Is it any wonder then that anyone who can move arms, legs, shoulders, eyes, face, head, and other body parts in one continuous, rhythmic motion and stay with the beat, for any length of time mesmerizes me?
As if my own gracelessness were not enough, my ignorance about any form of classical Indian dance (or music) is shameful. So I am always hesitant to attend dance performances. But for once, I decided to diss the computer and the DVD player, and stretch my mind, if not my limbs a little.
The dance performances at the Bandra festival were meant for ignoramuses like me. The open air stage attracts a mixed crowd, street children, regular promenade walkers, young couples who’ve made their way up from the rocks by the sea after sun-down, friends and family supporting performers.
The performances by children from 2 NGO shelters, had me doing that thing I do to stop howling – gulp, gulp, close mouth, squeeze nostrils, stop breathing, face swelling up, getting red. Theirs was a dance I understood, because it was close to Banno-style dancing.

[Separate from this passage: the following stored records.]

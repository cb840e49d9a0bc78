// Copyright (c) 2019 Andreas Auernhammer. All rights reserved.
// Use of this source code is governed by a license that can be
// found in the LICENSE file.

//! AEAD algorithms backed by [*ring*](https://github.com/briansmith/ring).

use crate::aead::Algorithm;
use crate::error::{Invalid, NotAuthentic};
use ring::aead;

#[allow(non_camel_case_types)]
pub struct AES_128_GCM {
    key: aead::LessSafeKey,
}

impl Algorithm for AES_128_GCM {
    const KEY_LEN: usize = 128 / 8;
    const NONCE_LEN: usize = 96 / 8;
    const TAG_LEN: usize = 128 / 8;

    fn new(key: &[u8]) -> Result<Self, Invalid> {
        Ok(Self {
            key: less_safe_key(&aead::AES_128_GCM, key)?,
        })
    }

    fn seal_in_place<'a>(
        &self,
        nonce: &[u8],
        aad: &[u8],
        in_out: &'a mut [u8],
    ) -> Result<&'a [u8], Invalid> {
        seal_in_place(&self.key, nonce, aad, in_out, Self::TAG_LEN)
    }

    fn open_in_place<'a>(
        &self,
        nonce: &[u8],
        aad: &[u8],
        in_out: &'a mut [u8],
    ) -> Result<&'a [u8], NotAuthentic> {
        open_in_place(&self.key, nonce, aad, in_out)
    }
}

#[allow(non_camel_case_types)]
pub struct AES_256_GCM {
    key: aead::LessSafeKey,
}

impl Algorithm for AES_256_GCM {
    const KEY_LEN: usize = 256 / 8;
    const NONCE_LEN: usize = 96 / 8;
    const TAG_LEN: usize = 128 / 8;

    fn new(key: &[u8]) -> Result<Self, Invalid> {
        Ok(Self {
            key: less_safe_key(&aead::AES_256_GCM, key)?,
        })
    }

    fn seal_in_place<'a>(
        &self,
        nonce: &[u8],
        aad: &[u8],
        in_out: &'a mut [u8],
    ) -> Result<&'a [u8], Invalid> {
        seal_in_place(&self.key, nonce, aad, in_out, Self::TAG_LEN)
    }

    fn open_in_place<'a>(
        &self,
        nonce: &[u8],
        aad: &[u8],
        in_out: &'a mut [u8],
    ) -> Result<&'a [u8], NotAuthentic> {
        open_in_place(&self.key, nonce, aad, in_out)
    }
}

#[allow(non_camel_case_types)]
pub struct CHACHA20_POLY1305 {
    key: aead::LessSafeKey,
}

impl Algorithm for CHACHA20_POLY1305 {
    const KEY_LEN: usize = 256 / 8;
    const NONCE_LEN: usize = 96 / 8;
    const TAG_LEN: usize = 128 / 8;

    fn new(key: &[u8]) -> Result<Self, Invalid> {
        Ok(Self {
            key: less_safe_key(&aead::CHACHA20_POLY1305, key)?,
        })
    }

    fn seal_in_place<'a>(
        &self,
        nonce: &[u8],
        aad: &[u8],
        in_out: &'a mut [u8],
    ) -> Result<&'a [u8], Invalid> {
        seal_in_place(&self.key, nonce, aad, in_out, Self::TAG_LEN)
    }

    fn open_in_place<'a>(
        &self,
        nonce: &[u8],
        aad: &[u8],
        in_out: &'a mut [u8],
    ) -> Result<&'a [u8], NotAuthentic> {
        open_in_place(&self.key, nonce, aad, in_out)
    }
}

fn less_safe_key(algorithm: &'static aead::Algorithm, key: &[u8]) -> Result<aead::LessSafeKey, Invalid> {
    let key = aead::UnboundKey::new(algorithm, key).map_err(|_| Invalid::Key)?;
    Ok(aead::LessSafeKey::new(key))
}

fn seal_in_place<'a>(
    key: &aead::LessSafeKey,
    nonce: &[u8],
    aad: &[u8],
    in_out: &'a mut [u8],
    tag_len: usize,
) -> Result<&'a [u8], Invalid> {
    let nonce = aead::Nonce::try_assume_unique_for_key(nonce).map_err(|_| Invalid::Nonce)?;
    let tag_at = in_out.len() - tag_len;
    let tag = key
        .seal_in_place_separate_tag(nonce, aead::Aad::from(aad), &mut in_out[..tag_at])
        .map_err(|_| Invalid::BufSize)?;
    in_out[tag_at..].copy_from_slice(tag.as_ref());
    Ok(in_out)
}

fn open_in_place<'a>(
    key: &aead::LessSafeKey,
    nonce: &[u8],
    aad: &[u8],
    in_out: &'a mut [u8],
) -> Result<&'a [u8], NotAuthentic> {
    let nonce = aead::Nonce::try_assume_unique_for_key(nonce).map_err(|_| NotAuthentic)?;
    key.open_in_place(nonce, aead::Aad::from(aad), in_out)
        .map(|plaintext| &*plaintext)
        .map_err(|_| NotAuthentic)
}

The three other presentations were Kathak, a duet of Bharatnatyam (performed by the male dancer) and Odissi (performed by his female partner), and a group of students performing Bharatnatyam. I was unable to capture the finer nuances of the performances, so I concentrated on watching the expressions, the costumes, the flowers in their hair, the sparkle of the jewellery.
And going on in my mind, “Why are they wearing black? It’s showing the dirt. If she was wearing red and yellow, why is he wearing maroon? Her ghaghra is too stiff. It doesn’t show me the play of her legs.” And so on. Because of course, to me, commenting is half the fun of watching anything.

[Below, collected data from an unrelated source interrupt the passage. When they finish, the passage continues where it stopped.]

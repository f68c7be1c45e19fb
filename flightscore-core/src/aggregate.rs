//! Score aggregation across manoeuvres and scoring versions.
//!
//! Every function here reads records without mutating them and builds a
//! [`ScoreTable`] whose rows follow record order.
use serde::{Deserialize, Serialize};
use std::str::FromStr;

use crate::error::ScoringError;
use crate::manoeuvre::ManoeuvreRecord;
use crate::score::{GroupSelection, ScoreGroup, ScoreProperties};
use crate::version::{VersionSelector, list_valid_versions};

/// What to do when a manoeuvre has no score for the requested version.
#[derive(Debug, Clone, Copy, PartialEq, Eq, Hash, Default, Serialize, Deserialize)]
#[serde(rename_all = "lowercase")]
pub enum MissingPolicy {
    /// Fail with [`ScoringError::MissingScore`]
    Raise,
    /// Substitute zeros
    #[default]
    Zero,
    /// Substitute NaN
    Nan,
}

impl MissingPolicy {
    fn fill(self) -> Option<f64> {
        match self {
            Self::Raise => None,
            Self::Zero => Some(0.0),
            Self::Nan => Some(f64::NAN),
        }
    }
}

impl FromStr for MissingPolicy {
    type Err = ScoringError;

    fn from_str(s: &str) -> Result<Self, Self::Err> {
        match s.trim().to_ascii_lowercase().as_str() {
            "raise" => Ok(Self::Raise),
            "zero" => Ok(Self::Zero),
            "nan" => Ok(Self::Nan),
            _ => Err(ScoringError::InvalidPolicy(s.to_string())),
        }
    }
}

impl std::fmt::Display for MissingPolicy {
    fn fmt(&self, f: &mut std::fmt::Formatter<'_>) -> std::fmt::Result {
        match self {
            Self::Raise => write!(f, "raise"),
            Self::Zero => write!(f, "zero"),
            Self::Nan => write!(f, "nan"),
        }
    }
}

/// Row-major table of scores, rows labelled by manoeuvre.
///
/// Every row holds exactly one value per column; deserialization rejects
/// tables that break this.
#[derive(Debug, Clone, PartialEq, Default, Serialize, Deserialize)]
#[serde(try_from = "TableParts")]
pub struct ScoreTable {
    rows: Vec<String>,
    columns: Vec<String>,
    values: Vec<Vec<f64>>,
}

#[derive(Deserialize)]
struct TableParts {
    rows: Vec<String>,
    columns: Vec<String>,
    values: Vec<Vec<f64>>,
}

impl TryFrom<TableParts> for ScoreTable {
    type Error = ScoringError;

    fn try_from(parts: TableParts) -> Result<Self, Self::Error> {
        if parts.values.len() != parts.rows.len() {
            return Err(ScoringError::TableShape(format!(
                "{} rows but {} value rows",
                parts.rows.len(),
                parts.values.len()
            )));
        }
        if let Some((label, values)) = parts
            .rows
            .iter()
            .zip(&parts.values)
            .find(|(_, values)| values.len() != parts.columns.len())
        {
            return Err(ScoringError::TableShape(format!(
                "row {label} has {} values for {} columns",
                values.len(),
                parts.columns.len()
            )));
        }
        Ok(Self {
            rows: parts.rows,
            columns: parts.columns,
            values: parts.values,
        })
    }
}

impl ScoreTable {
    /// Table with the given row labels and no columns.
    #[must_use]
    pub fn with_rows(rows: Vec<String>) -> Self {
        let values = vec![Vec::new(); rows.len()];
        Self {
            rows,
            columns: Vec::new(),
            values,
        }
    }

    fn push_row(&mut self, label: String, values: Vec<f64>) {
        debug_assert_eq!(values.len(), self.columns.len());
        self.rows.push(label);
        self.values.push(values);
    }

    #[must_use]
    pub fn rows(&self) -> &[String] {
        &self.rows
    }

    #[must_use]
    pub fn columns(&self) -> &[String] {
        &self.columns
    }

    #[must_use]
    pub fn values(&self) -> &[Vec<f64>] {
        &self.values
    }

    #[must_use]
    pub fn is_empty(&self) -> bool {
        self.rows.is_empty() || self.columns.is_empty()
    }

    fn row_index(&self, row: &str) -> Option<usize> {
        self.rows.iter().position(|label| label == row)
    }

    fn column_index(&self, column: &str) -> Option<usize> {
        self.columns.iter().position(|label| label == column)
    }

    /// Cell value; the first row with a matching label wins.
    #[must_use]
    pub fn get(&self, row: &str, column: &str) -> Option<f64> {
        let r = self.row_index(row)?;
        let c = self.column_index(column)?;
        self.values.get(r).and_then(|values| values.get(c)).copied()
    }

    #[must_use]
    pub fn row(&self, row: &str) -> Option<&[f64]> {
        self.row_index(row)
            .and_then(|r| self.values.get(r))
            .map(Vec::as_slice)
    }

    #[must_use]
    pub fn column(&self, column: &str) -> Option<Vec<f64>> {
        let c = self.column_index(column)?;
        self.values
            .iter()
            .map(|values| values.get(c).copied())
            .collect()
    }

    /// Sum of a column, skipping NaN cells.
    #[must_use]
    pub fn column_sum(&self, column: &str) -> Option<f64> {
        self.column(column)
            .map(|values| values.into_iter().filter(|v| !v.is_nan()).sum())
    }

    /// Append the columns of `other` to the right of this table.
    ///
    /// # Errors
    ///
    /// Returns [`ScoringError::TableShape`] unless both tables share the same
    /// rows in the same order.
    pub fn hconcat(mut self, other: Self) -> Result<Self, ScoringError> {
        if self.rows != other.rows {
            return Err(ScoringError::TableShape(format!(
                "cannot join {} rows onto {} rows with different labels",
                other.rows.len(),
                self.rows.len()
            )));
        }
        self.columns.extend(other.columns);
        for (mine, theirs) in self.values.iter_mut().zip(other.values) {
            mine.extend(theirs);
        }
        Ok(self)
    }

    fn relabel_columns(mut self, label: impl Fn(&str) -> String) -> Self {
        self.columns = self.columns.iter().map(|c| label(c)).collect();
        self
    }
}

/// Per-manoeuvre scores for one version.
///
/// Columns are the selected groups; a manoeuvre without a score for
/// `version` under `props` is handled according to `missing`.
///
/// # Errors
///
/// Returns [`ScoringError::MissingScore`] for the first manoeuvre without a
/// score when `missing` is [`MissingPolicy::Raise`].
pub fn get_scores(
    records: &[ManoeuvreRecord],
    version: &str,
    props: &ScoreProperties,
    groups: GroupSelection,
    missing: MissingPolicy,
) -> Result<ScoreTable, ScoringError> {
    let groups = groups.groups();
    let mut table = ScoreTable {
        columns: groups.iter().map(ScoreGroup::to_string).collect(),
        ..ScoreTable::default()
    };
    for record in records {
        let row = if let Some(score) = record.score(version, props) {
            groups.iter().map(|group| score.get(*group)).collect()
        } else if let Some(fill) = missing.fill() {
            log::debug!(
                "no score for {} at version {version} ({props}); filling with {missing}",
                record.name
            );
            vec![fill; groups.len()]
        } else {
            log::warn!("no score for {} at version {version} ({props})", record.name);
            return Err(ScoringError::MissingScore {
                version: version.to_string(),
                manoeuvre: record.name.clone(),
            });
        };
        table.push_row(record.name.clone(), row);
    }
    Ok(table)
}

/// Versions a selector resolves to over `records`.
#[must_use]
pub fn resolve_versions(records: &[ManoeuvreRecord], selector: &VersionSelector) -> Vec<String> {
    match selector {
        VersionSelector::Explicit(version) => vec![version.clone()],
        VersionSelector::AllValid => list_valid_versions(records),
    }
}

/// Score table across one or many versions.
///
/// With [`VersionSelector::AllValid`] each valid version contributes one
/// block of columns, in ascending version order, equal to [`get_scores`]
/// for that version with zero-filled gaps. Columns are labelled by version
/// for a single group and `version:group` otherwise. An explicit version
/// keeps the plain group labels.
///
/// # Errors
///
/// Propagates errors from [`get_scores`] and [`ScoreTable::hconcat`];
/// zero-filling never raises.
pub fn create_score_df(
    records: &[ManoeuvreRecord],
    props: &ScoreProperties,
    groups: GroupSelection,
    selector: &VersionSelector,
) -> Result<ScoreTable, ScoringError> {
    if let VersionSelector::Explicit(version) = selector {
        return get_scores(records, version, props, groups, MissingPolicy::Zero);
    }
    let single_group = matches!(groups, GroupSelection::Single(_));
    let mut table = ScoreTable::with_rows(records.iter().map(|r| r.name.clone()).collect());
    for version in resolve_versions(records, selector) {
        let block = get_scores(records, &version, props, groups, MissingPolicy::Zero)?;
        let block = if single_group {
            block.relabel_columns(|_| version.clone())
        } else {
            block.relabel_columns(|group| format!("{version}:{group}"))
        };
        table = table.hconcat(block)?;
    }
    Ok(table)
}

/// K-factored totals, one column per resolved version.
///
/// Manoeuvres lacking a score for a version contribute zero.
#[must_use]
pub fn k_factored_scores(
    records: &[ManoeuvreRecord],
    props: &ScoreProperties,
    selector: &VersionSelector,
) -> ScoreTable {
    let versions = resolve_versions(records, selector);
    let mut table = ScoreTable {
        columns: versions.clone(),
        ..ScoreTable::default()
    };
    for record in records {
        let row = versions
            .iter()
            .map(|version| record.k_factored_score(version, props).unwrap_or(0.0))
            .collect();
        table.push_row(record.name.clone(), row);
    }
    table
}

/// Flight total under one scoring version.
#[derive(Debug, Clone, PartialEq, Serialize, Deserialize)]
pub struct FlightTotal {
    pub version: String,
    pub total: f64,
}

/// Sum of k-factored totals per resolved version.
#[must_use]
pub fn total_score(
    records: &[ManoeuvreRecord],
    props: &ScoreProperties,
    selector: &VersionSelector,
) -> Vec<FlightTotal> {
    let table = k_factored_scores(records, props, selector);
    table
        .columns()
        .iter()
        .map(|version| FlightTotal {
            version: version.clone(),
            total: table.column_sum(version).unwrap_or(0.0),
        })
        .collect()
}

What I also love doing during live performances is to watch the people who are watching. Some young boys getting impatient. A little girl with dirty frock, matted hair and blond streaks. An old couple who really seemed to get it. Parents of the performers, whose eyes and cameras were focussed only on their kids.
There was also a school-principal type of MC who scolded all of us before and after the presentations.

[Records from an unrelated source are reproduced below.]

use flightscore_core::{
    FlightSchedule, FlightSession, GroupSelection, ManoeuvreRecord, MissingPolicy, ScheduleRef,
    ScoreGroup, ScoreProperties, ScoringError, VersionSelector,
};
use serde_json::{Value, json};

fn man_doc(name: &str, k: f64, schedule: &str, history: Value) -> Value {
    json!({
        "name": name,
        "id": name.to_lowercase(),
        "k": k,
        "info": {
            "name": name,
            "short_name": name.to_lowercase(),
            "k": k,
            "position": "CENTRE",
            "start": {"orientation": "UPRIGHT", "direction": "UPWIND", "height": "BTM"},
            "end": {"orientation": "UPRIGHT", "direction": "UPWIND", "height": "BTM"},
            "centre_points": [1],
            "centred_els": [[0, 0.5]]
        },
        "schedule": {"category": "F3A", "name": schedule},
        "flown": [{"t": 0.0, "x": 1.0}, {"t": 0.1, "x": 1.2}],
        "template": {"elements": ["line", "loop"]},
        "history": history
    })
}

fn total_only(total: f64) -> Value {
    json!({"results": [{"properties": {"difficulty": 3, "truncate": false}, "score": {"total": total}}]})
}

fn flight_doc() -> Value {
    json!({
        "origin": {"lat": 51.46, "lng": -2.79, "alt": 31.0, "heading": 152.0},
        "isComp": true,
        "sourceBin": "00000129.BIN",
        "sourceFCJ": "00000129.json",
        "bootTime": "2024-05-18T10:02:11Z",
        "mans": [
            man_doc("M1", 2.0, "P25", json!({"1.0": total_only(8.5)})),
            man_doc("M2", 3.0, "P25", json!({"1.0": total_only(7.0), "2.0": total_only(7.5)})),
        ]
    })
}

#[test]
fn two_manoeuvre_scenario_reads_versions_independently() {
    let flight = FlightSession::from_value(flight_doc()).unwrap();
    let group = GroupSelection::Single(ScoreGroup::Total);

    let v1 = flight
        .get_scores("1.0", None, group, MissingPolicy::Zero)
        .unwrap();
    assert_eq!(v1.get("M1", "total"), Some(8.5));
    assert_eq!(v1.get("M2", "total"), Some(7.0));

    let v2 = flight
        .get_scores("2.0", None, group, MissingPolicy::Zero)
        .unwrap();
    assert_eq!(v2.get("M1", "total"), Some(0.0));
    assert_eq!(v2.get("M2", "total"), Some(7.5));

    assert!(flight.check_version("v1.0"));
    assert!(!flight.check_version("2.0"));

    let totals = flight.total_score(None, &VersionSelector::AllValid);
    assert_eq!(totals.len(), 2);
    assert!((totals[0].total - (2.0 * 8.5 + 3.0 * 7.0)).abs() < 1e-9);
    assert!((totals[1].total - 3.0 * 7.5).abs() < 1e-9);
}

#[test]
fn other_scoring_properties_count_as_missing() {
    let flight = FlightSession::from_value(flight_doc()).unwrap();
    let props = ScoreProperties::new(2, true);
    let err = flight
        .get_scores("1.0", Some(&props), GroupSelection::default(), MissingPolicy::Raise)
        .unwrap_err();
    assert_eq!(err.to_string(), "version 1.0 not found in manoeuvre M1");
}

#[test]
fn shared_schedule_converts_and_mixed_is_flagged() {
    let flight = FlightSession::from_value(flight_doc()).unwrap();
    match flight.schedule() {
        FlightSchedule::Single(info) => {
            assert_eq!(info.category, "f3a");
            assert_eq!(info.name, "p25");
        }
        FlightSchedule::Mixed => panic!("expected a single schedule"),
    }

    let mut doc = flight_doc();
    doc["mans"][1]["schedule"]["name"] = json!("F25");
    let mixed = FlightSession::from_value(doc).unwrap();
    assert_eq!(mixed.schedule(), FlightSchedule::Mixed);
}

#[test]
fn structurally_equal_schedules_are_the_same_schedule() {
    let a = ManoeuvreRecord::new("A", "a", 1.0, ScheduleRef::new("F3A", "P25"));
    let b = ManoeuvreRecord::new("B", "b", 1.0, ScheduleRef::new("F3A", "P25"));
    let flight = FlightSession::new(false, vec![a, b]);
    assert!(!flight.schedule().is_mixed());
}

#[test]
fn basic_keeps_metadata_and_is_idempotent() {
    let flight = FlightSession::from_value(flight_doc()).unwrap();
    let basic = flight.basic();

    assert_eq!(basic.origin, flight.origin);
    assert_eq!(basic.is_comp, flight.is_comp);
    assert_eq!(basic.source_bin, flight.source_bin);
    assert_eq!(basic.source_fcj, flight.source_fcj);
    assert_eq!(basic.boot_time, flight.boot_time);
    assert_eq!(basic.mans.len(), flight.mans.len());
    for (reduced, full) in basic.mans.iter().zip(&flight.mans) {
        assert_eq!(reduced, &full.basic());
        assert!(reduced.flown.is_none());
        assert!(reduced.template.is_none());
        assert_eq!(reduced.history, full.history);
    }
    assert_eq!(basic.basic(), basic);

    let json = basic.to_json_pretty().unwrap();
    assert!(!json.contains("\"flown\""));
    assert_eq!(FlightSession::from_json(&json).unwrap(), basic);
}

#[test]
fn missing_and_null_history_are_empty() {
    let mut doc = flight_doc();
    doc["mans"][0]["history"] = Value::Null;
    doc["mans"][1]
        .as_object_mut()
        .unwrap()
        .remove("history");
    let flight = FlightSession::from_value(doc).unwrap();
    assert!(flight.all_versions().is_empty());
    assert!(!flight.check_version("1.0"));

    let table = flight
        .get_scores("1.0", None, GroupSelection::All, MissingPolicy::Zero)
        .unwrap();
    assert_eq!(table.rows(), ["M1", "M2"]);
    assert!(table.values().iter().flatten().all(|v| *v == 0.0));
}

#[test]
fn malformed_documents_fail_at_ingestion() {
    let mut doc = flight_doc();
    doc["mans"][0]["k"] = json!("heavy");
    assert!(matches!(
        FlightSession::from_value(doc),
        Err(ScoringError::Parse(_))
    ));
    assert!(matches!(
        FlightSession::from_json("not json"),
        Err(ScoringError::Parse(_))
    ));
}

#[test]
fn boot_time_accepts_naive_and_offset_timestamps() {
    let flight = FlightSession::from_json(
        r#"{"isComp": true, "bootTime": "2024-05-18T10:02:11.123000", "mans": []}"#,
    )
    .unwrap();
    assert_eq!(
        flight.boot_time.map(|t| t.to_rfc3339()),
        Some("2024-05-18T10:02:11.123+00:00".to_string())
    );

    let shifted = FlightSession::from_json(
        r#"{"isComp": true, "bootTime": "2024-05-18T12:02:11.123+02:00", "mans": []}"#,
    )
    .unwrap();
    assert_eq!(shifted.boot_time, flight.boot_time);

    let absent = FlightSession::from_json(r#"{"isComp": true, "bootTime": null, "mans": []}"#)
        .unwrap();
    assert!(absent.boot_time.is_none());

    assert!(matches!(
        FlightSession::from_json(r#"{"isComp": true, "bootTime": "yesterday", "mans": []}"#),
        Err(ScoringError::Parse(_))
    ));
}

#[test]
fn malformed_history_keys_remain_addressable() {
    let mut doc = flight_doc();
    doc["mans"][0]["history"]["nightly-x"] = total_only(6.0);
    let flight = FlightSession::from_value(doc).unwrap();
    assert!(flight.all_versions().contains("nightly-x"));
    assert!(!flight.all_valid_versions().iter().any(|v| v == "nightly-x"));

    let table = flight
        .create_score_df(None, GroupSelection::default(), &VersionSelector::explicit("nightly-x"))
        .unwrap();
    assert_eq!(table.get("M1", "total"), Some(6.0));
    assert_eq!(table.get("M2", "total"), Some(0.0));
}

Of course, going to Band Stand is never complete without shouting “Ee, ee, Shahrukh Khan’s house.” I almost never have to do that myself, because someone always gets in there before me. This time, it was Pu.
However, in my book, this is highly excusable, because just a few weeks ago, I met an old doctor who lives across Shahrukh Khan’s house and he was pointing out of his window, going, “Ee, ee, Shahrukh Khan’s house.” And the old gentleman and his family have lived there for years before SRK.
After, a walk through Bandra, and then prawn curry-rice, fried surmai and fried bombil at Soul Fry.
Made me forget all my film woes, for sure. I was also quite pleased when I liked the same dances that Pu had liked, considering that she is studying dance since she was a child. Some hope for me, I say. And for Gabbar Singh.